# RECORDS FOR PROCESSING
+++
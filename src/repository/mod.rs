//! Repository layer for database operations

pub mod authors;
pub mod books;
pub mod categories;
pub mod loans;

use sqlx::{postgres::PgPoolOptions, Pool, Postgres};

use crate::{config::DatabaseConfig, error::AppResult};

/// Main repository struct holding database connection pool
#[derive(Clone)]
pub struct Repository {
    pub pool: Pool<Postgres>,
    pub categories: categories::CategoriesRepository,
    pub authors: authors::AuthorsRepository,
    pub books: books::BooksRepository,
    pub loans: loans::LoansRepository,
}

impl Repository {
    /// Create a new repository with the given database pool
    pub fn new(pool: Pool<Postgres>) -> Self {
        Self {
            categories: categories::CategoriesRepository::new(pool.clone()),
            authors: authors::AuthorsRepository::new(pool.clone()),
            books: books::BooksRepository::new(pool.clone()),
            loans: loans::LoansRepository::new(pool.clone()),
            pool,
        }
    }

    /// Round-trip to the database for the readiness check
    pub async fn ping(&self) -> AppResult<()> {
        sqlx::query("SELECT 1").execute(&self.pool).await?;
        Ok(())
    }
}

/// Open a connection pool sized from configuration
pub async fn connect(config: &DatabaseConfig) -> AppResult<Pool<Postgres>> {
    let pool = PgPoolOptions::new()
        .max_connections(config.max_connections)
        .min_connections(config.min_connections)
        .connect(&config.url)
        .await?;
    Ok(pool)
}

/// Build an `ILIKE` pattern matching `term` anywhere, with wildcards escaped.
pub(crate) fn contains_pattern(term: &str) -> String {
    let mut pattern = String::with_capacity(term.len() + 2);
    pattern.push('%');
    for c in term.chars() {
        if matches!(c, '%' | '_' | '\\') {
            pattern.push('\\');
        }
        pattern.push(c);
    }
    pattern.push('%');
    pattern
}

#[cfg(test)]
mod tests {
    use super::*;

    #[test]
    fn test_contains_pattern() {
        assert_eq!(contains_pattern("dune"), "%dune%");
        assert_eq!(contains_pattern(""), "%%");
        assert_eq!(contains_pattern("100%_a\\b"), "%100\\%\\_a\\\\b%");
    }
}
+++
# TASK BRIEF
Write out the whole listing again. Match it word for word.

# WRITTEN REPLY
filename src/repository/mod.rs
//! Repository layer for database operations

pub mod authors;
pub mod books;
pub mod categories;
pub mod loans;

use sqlx::{postgres::PgPoolOptions, Pool, Postgres};

use crate::{config::DatabaseConfig, error::AppResult};

/// Main repository struct holding database connection pool
#[derive(Clone)]
pub struct Repository {
    pub pool: Pool<Postgres>,
    pub categories: categories::CategoriesRepository,
    pub authors: authors::AuthorsRepository,
    pub books: books::BooksRepository,
    pub loans: loans::LoansRepository,
}

impl Repository {
    /// Create a new repository with the given database pool
    pub fn new(pool: Pool<Postgres>) -> Self {
        Self {
            categories: categories::CategoriesRepository::new(pool.clone()),
            authors: authors::AuthorsRepository::new(pool.clone()),
            books: books::BooksRepository::new(pool.clone()),
            loans: loans::LoansRepository::new(pool.clone()),
            pool,
        }
    }

    /// Round-trip to the database for the readiness check
    pub async fn ping(&self) -> AppResult<()> {
        sqlx::query("SELECT 1").execute(&self.pool).await?;
        Ok(())
    }
}

/// Open a connection pool sized from configuration
pub async fn connect(config: &DatabaseConfig) -> AppResult<Pool<Postgres>> {
    let pool = PgPoolOptions::new()
        .max_connections(config.max_connections)
        .min_connections(config.min_connections)
        .connect(&config.url)
        .await?;
    Ok(pool)
}

/// Build an `ILIKE` pattern matching `term` anywhere, with wildcards escaped.
pub(crate) fn contains_pattern(term: &str) -> String {
    let mut pattern = String::with_capacity(term.len() + 2);
    pattern.push('%');
    for c in term.chars() {
        if matches!(c, '%' | '_' | '\\') {
            pattern.push('\\');
        }
        pattern.push(c);
    }
    pattern.push('%');
    pattern
}

#[cfg(test)]
mod tests {
    use super::*;

    #[test]
    fn test_contains_pattern() {
        assert_eq!(contains_pattern("dune"), "%dune%");
        assert_eq!(contains_pattern(""), "%%");
        assert_eq!(contains_pattern("100%_a\\b"), "%100\\%\\_a\\\\b%");
    }
}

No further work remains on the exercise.